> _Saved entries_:
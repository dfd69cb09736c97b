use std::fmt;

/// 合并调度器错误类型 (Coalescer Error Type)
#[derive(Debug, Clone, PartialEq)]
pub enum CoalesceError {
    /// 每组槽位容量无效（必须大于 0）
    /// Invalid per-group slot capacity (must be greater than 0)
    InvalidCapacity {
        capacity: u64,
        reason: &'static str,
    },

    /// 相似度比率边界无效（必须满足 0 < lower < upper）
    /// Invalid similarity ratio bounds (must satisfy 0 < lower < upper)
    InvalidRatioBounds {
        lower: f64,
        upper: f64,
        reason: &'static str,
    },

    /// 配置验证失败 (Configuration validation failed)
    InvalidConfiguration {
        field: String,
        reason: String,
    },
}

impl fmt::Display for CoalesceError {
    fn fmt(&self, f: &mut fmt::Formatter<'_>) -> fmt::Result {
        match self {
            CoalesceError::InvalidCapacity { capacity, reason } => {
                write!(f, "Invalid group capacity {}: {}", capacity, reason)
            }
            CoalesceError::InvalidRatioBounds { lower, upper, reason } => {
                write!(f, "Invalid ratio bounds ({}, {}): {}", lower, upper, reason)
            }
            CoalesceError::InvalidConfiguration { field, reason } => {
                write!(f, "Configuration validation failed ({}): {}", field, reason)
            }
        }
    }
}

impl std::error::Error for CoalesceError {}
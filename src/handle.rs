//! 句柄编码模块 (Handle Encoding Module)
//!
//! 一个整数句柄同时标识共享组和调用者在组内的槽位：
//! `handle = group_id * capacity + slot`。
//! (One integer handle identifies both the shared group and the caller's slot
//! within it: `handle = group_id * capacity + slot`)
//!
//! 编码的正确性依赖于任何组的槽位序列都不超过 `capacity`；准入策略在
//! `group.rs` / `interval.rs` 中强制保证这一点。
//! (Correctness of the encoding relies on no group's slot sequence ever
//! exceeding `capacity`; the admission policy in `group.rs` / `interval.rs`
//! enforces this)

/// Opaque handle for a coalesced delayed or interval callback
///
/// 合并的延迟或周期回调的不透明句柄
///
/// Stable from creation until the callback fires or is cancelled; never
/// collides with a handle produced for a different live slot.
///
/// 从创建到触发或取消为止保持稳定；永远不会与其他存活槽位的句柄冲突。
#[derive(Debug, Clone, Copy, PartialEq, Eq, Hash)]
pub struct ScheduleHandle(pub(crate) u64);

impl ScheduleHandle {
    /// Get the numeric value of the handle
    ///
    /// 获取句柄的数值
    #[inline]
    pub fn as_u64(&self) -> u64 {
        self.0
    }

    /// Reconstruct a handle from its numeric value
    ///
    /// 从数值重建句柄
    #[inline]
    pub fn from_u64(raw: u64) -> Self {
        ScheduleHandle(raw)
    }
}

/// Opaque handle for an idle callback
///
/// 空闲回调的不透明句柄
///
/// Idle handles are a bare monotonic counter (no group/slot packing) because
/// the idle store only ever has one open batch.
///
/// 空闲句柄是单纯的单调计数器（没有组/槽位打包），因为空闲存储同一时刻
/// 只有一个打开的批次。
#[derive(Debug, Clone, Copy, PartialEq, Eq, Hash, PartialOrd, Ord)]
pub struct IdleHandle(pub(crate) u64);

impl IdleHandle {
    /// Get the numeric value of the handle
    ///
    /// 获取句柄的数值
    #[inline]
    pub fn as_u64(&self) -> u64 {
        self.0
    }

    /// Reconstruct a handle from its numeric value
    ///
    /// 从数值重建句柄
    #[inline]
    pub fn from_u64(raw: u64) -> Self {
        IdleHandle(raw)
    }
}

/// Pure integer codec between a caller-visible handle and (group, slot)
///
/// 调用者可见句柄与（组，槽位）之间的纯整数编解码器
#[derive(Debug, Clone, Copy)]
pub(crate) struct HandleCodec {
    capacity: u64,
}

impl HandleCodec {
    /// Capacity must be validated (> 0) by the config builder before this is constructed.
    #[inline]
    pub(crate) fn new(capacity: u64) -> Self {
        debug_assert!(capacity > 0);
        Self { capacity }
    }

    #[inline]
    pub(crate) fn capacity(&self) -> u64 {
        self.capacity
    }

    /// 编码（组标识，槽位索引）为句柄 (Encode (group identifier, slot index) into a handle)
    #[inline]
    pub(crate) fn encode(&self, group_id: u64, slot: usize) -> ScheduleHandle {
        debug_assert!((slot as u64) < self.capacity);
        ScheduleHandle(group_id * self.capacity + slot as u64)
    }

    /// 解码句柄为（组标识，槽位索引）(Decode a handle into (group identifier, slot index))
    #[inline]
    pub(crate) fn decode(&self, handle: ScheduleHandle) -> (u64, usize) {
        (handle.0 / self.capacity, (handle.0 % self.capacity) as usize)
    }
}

> _Exercise brief_: If a line contains the word "identifier", it counts; say how many such lines the records hold, and give only that number.

> _Solution_: 2